First a diminutive 1 1/2 year old from Upper Nile, a conflict-torn state in South Sudan. Missionaries had noticed the baby's bulge of brain tissue covered by soft skin between her eyes. Her dad left to join someone's army, her 18-yr-old mom is dependent on her own mother's garden supporting the nine siblings, so she has not received medical care until now. Somehow this malnourished toddler and her teenage mom with tribal facial-scar markings braved being put on planes and landed at Kijabe, where a Sudanese nursing student was able to translate for them. As I was examining her another missionary brought in a chapati, and she was so hungry she wailed until she could eat some of it, tearing off tiny pieces to chew, and then screaming in total terror every time I tried to touch her. We'll be treating her malnutrition and infections, and the ENT surgeons will fix her face, and her teen mom will just roll with the inexplicable system. Later I passed her in the hall, and she smiled at me, as I was suddenly more familiar than the rest of her world.

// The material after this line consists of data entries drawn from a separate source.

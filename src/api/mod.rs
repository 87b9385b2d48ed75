mod base;
mod semaphores;
pub mod state;

use std::borrow::Cow;

use axum::{
    error_handling::HandleErrorLayer, http::StatusCode, response::IntoResponse, routing, Router,
};
use tokio::time::Duration;
use tower::{BoxError, ServiceBuilder};
use tower_http::trace::TraceLayer;

pub mod paths;

pub use state::AppState;

use crate::error::Result;

/// Build the semaphore API around one process-wide bus handle
pub async fn api(state: AppState) -> Result<Router> {
    // Every handler shares the bus and the hosted-semaphore registry

    // Endpoints
    let api = Router::new()
        .route(paths::base::ROOT, routing::get(base::root))
        .route(paths::base::HEALTH, routing::get(base::health))
        .route(paths::base::ABOUT, routing::get(base::about))
        // Hosted semaphores
        .route(paths::semaphores::LIST, routing::get(semaphores::list))
        .route(paths::semaphores::STATUS, routing::get(semaphores::status))
        .route(paths::semaphores::ACQUIRE, routing::post(semaphores::acquire))
        .route(paths::semaphores::RELEASE, routing::post(semaphores::release))
        .route(
            paths::semaphores::RESOURCES,
            routing::put(semaphores::set_resources),
        )
        .layer(
            ServiceBuilder::new()
                // Handle errors from middleware
                .layer(HandleErrorLayer::new(handle_error))
                .load_shed()
                .timeout(Duration::from_secs(10)),
        )
        .layer(TraceLayer::new_for_http())
        .with_state(state);

    Ok(api)
}

async fn handle_error(error: BoxError) -> impl IntoResponse {
    if error.is::<tower::timeout::error::Elapsed>() {
        return (StatusCode::REQUEST_TIMEOUT, Cow::from("request timed out"));
    }

    if error.is::<tower::load_shed::error::Overloaded>() {
        return (
            StatusCode::SERVICE_UNAVAILABLE,
            Cow::from("service is overloaded, try again later"),
        );
    }

    (
        StatusCode::INTERNAL_SERVER_ERROR,
        Cow::from(format!("Unhandled internal error: {}", error)),
    )
}
use axum::{
    http::StatusCode,
    response::{IntoResponse, Response},
    Json,
};
use serde_json::json;
use std::fmt;

/// Main error type for the Usher distributed semaphore service
#[derive(Debug)]
pub enum UsherError {
    /// Configuration or CLI argument errors
    Config(String),

    /// Semaphore state machine misuse and range errors
    Semaphore(SemaphoreError),

    /// API/HTTP related errors
    Api(String),

    /// System I/O errors
    Io(std::io::Error),

    /// Heartbeat bus transport errors
    Transport(String),

    /// Heartbeat wire codec errors
    Serialization(serde_json::Error),

    /// Internal lock poisoning or concurrency errors
    Concurrency(String),
}

/// Semaphore specific errors
///
/// These are the only failures that cross the public semaphore API. Anything
/// that goes wrong in the background (publish failures, undecodable
/// heartbeats) is logged and swallowed so the gossip loop keeps running.
#[derive(Debug)]
pub enum SemaphoreError {
    /// The instance was closed; acquiring or releasing it again is a caller bug
    Closed,

    /// Resource counts below 1 are rejected at the point of mutation
    InvalidResources(u32),
}

impl fmt::Display for UsherError {
    fn fmt(&self, f: &mut fmt::Formatter<'_>) -> fmt::Result {
        match self {
            UsherError::Config(msg) => write!(f, "Configuration error: {}", msg),
            UsherError::Semaphore(err) => write!(f, "Semaphore error: {}", err),
            UsherError::Api(msg) => write!(f, "API error: {}", msg),
            UsherError::Io(err) => write!(f, "I/O error: {}", err),
            UsherError::Transport(msg) => write!(f, "Transport error: {}", msg),
            UsherError::Serialization(err) => write!(f, "Serialization error: {}", err),
            UsherError::Concurrency(msg) => write!(f, "Concurrency error: {}", msg),
        }
    }
}

impl fmt::Display for SemaphoreError {
    fn fmt(&self, f: &mut fmt::Formatter<'_>) -> fmt::Result {
        match self {
            SemaphoreError::Closed => write!(f, "semaphore instance has been closed"),
            SemaphoreError::InvalidResources(n) => {
                write!(f, "resource count must be at least 1 (got {})", n)
            }
        }
    }
}

impl std::error::Error for UsherError {
    fn source(&self) -> Option<&(dyn std::error::Error + 'static)> {
        match self {
            UsherError::Io(err) => Some(err),
            UsherError::Serialization(err) => Some(err),
            UsherError::Semaphore(err) => Some(err),
            _ => None,
        }
    }
}

impl std::error::Error for SemaphoreError {}

// Convenient type alias for Results using our error type
pub type Result<T> = std::result::Result<T, UsherError>;

// Axum IntoResponse implementation for HTTP error responses
impl IntoResponse for UsherError {
    fn into_response(self) -> Response {
        let status_code = self.status_code();

        let error_response = json!({
            "error": {
                "code": status_code.as_u16(),
                "message": self.to_string(),
                "type": self.error_type(),
            }
        });

        (status_code, Json(error_response)).into_response()
    }
}

impl UsherError {
    /// Get the appropriate HTTP status code for this error
    pub fn status_code(&self) -> StatusCode {
        match self {
            UsherError::Config(_) => StatusCode::BAD_REQUEST,
            UsherError::Semaphore(SemaphoreError::Closed) => StatusCode::GONE,
            UsherError::Semaphore(SemaphoreError::InvalidResources(_)) => StatusCode::BAD_REQUEST,
            UsherError::Api(_) => StatusCode::BAD_REQUEST,
            UsherError::Io(_) => StatusCode::INTERNAL_SERVER_ERROR,
            UsherError::Transport(_) => StatusCode::SERVICE_UNAVAILABLE,
            UsherError::Serialization(_) => StatusCode::INTERNAL_SERVER_ERROR,
            UsherError::Concurrency(_) => StatusCode::INTERNAL_SERVER_ERROR,
        }
    }

    /// Get the error type identifier
    pub fn error_type(&self) -> &'static str {
        match self {
            UsherError::Config(_) => "configuration_error",
            UsherError::Semaphore(SemaphoreError::Closed) => "semaphore_closed",
            UsherError::Semaphore(SemaphoreError::InvalidResources(_)) => "invalid_resources",
            UsherError::Api(_) => "api_error",
            UsherError::Io(_) => "io_error",
            UsherError::Transport(_) => "transport_error",
            UsherError::Serialization(_) => "serialization_error",
            UsherError::Concurrency(_) => "concurrency_error",
        }
    }
}

// Conversions from common error types
impl From<std::io::Error> for UsherError {
    fn from(err: std::io::Error) -> Self {
        UsherError::Io(err)
    }
}

impl From<serde_json::Error> for UsherError {
    fn from(err: serde_json::Error) -> Self {
        UsherError::Serialization(err)
    }
}

impl From<SemaphoreError> for UsherError {
    fn from(err: SemaphoreError) -> Self {
        UsherError::Semaphore(err)
    }
}

impl From<reqwest::Error> for UsherError {
    fn from(err: reqwest::Error) -> Self {
        UsherError::Api(err.to_string())
    }
}

// Helper macros for common error construction patterns
#[macro_export]
macro_rules! config_error {
    ($msg:expr) => {
        $crate::error::UsherError::Config($msg.to_string())
    };
    ($fmt:expr, $($arg:tt)*) => {
        $crate::error::UsherError::Config(format!($fmt, $($arg)*))
    };
}

#[macro_export]
macro_rules! transport_error {
    ($msg:expr) => {
        $crate::error::UsherError::Transport($msg.to_string())
    };
    ($fmt:expr, $($arg:tt)*) => {
        $crate::error::UsherError::Transport(format!($fmt, $($arg)*))
    };
}

#[macro_export]
macro_rules! concurrency_error {
    ($msg:expr) => {
        $crate::error::UsherError::Concurrency($msg.to_string())
    };
    ($fmt:expr, $($arg:tt)*) => {
        $crate::error::UsherError::Concurrency(format!($fmt, $($arg)*))
    };
}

An hour later, I was in private clinic, seeing a fat smiling 4-month-old. A mom with stylish clothes and makeup and a diaper bag bigger than the suitcase I just traveled with; a hovering dad who asked questions and looked proud and answered his cell phone. Cute coordinated baby clothes, layers of blankets, and pampers. They were convinced their baby had a whole list of problems, but she was perfectly healthy and growing. I listened to their anxiety, examined and reassured. This 4 month old was about the same weight as the Sudanese 1 1/2 year old.
This is Africa. A child of war, hungry, with a life-threatening problem, waiting over a year for help, a teen mom, a disintegrating social system. A child of prosperity, doting parents, products of education and globalization. Both are true, both are Africa 2015. They are as different from each other as either would be from a baby from another continent, yet in many ways they are the same. Loved. Desired. Parents who care, who go to extreme lengths to do their best for their child. Curious, adaptable, taking the vastness of the world in stride.
The first one fits most stereotypes of Africa in the west, and those generalizations have strong elements of truth. But she is only one part of the story of this continent, and the second baby is an equally valid representation of things present and things to come. Both will get the care they need at Kijabe, which makes it a very interesting cross roads.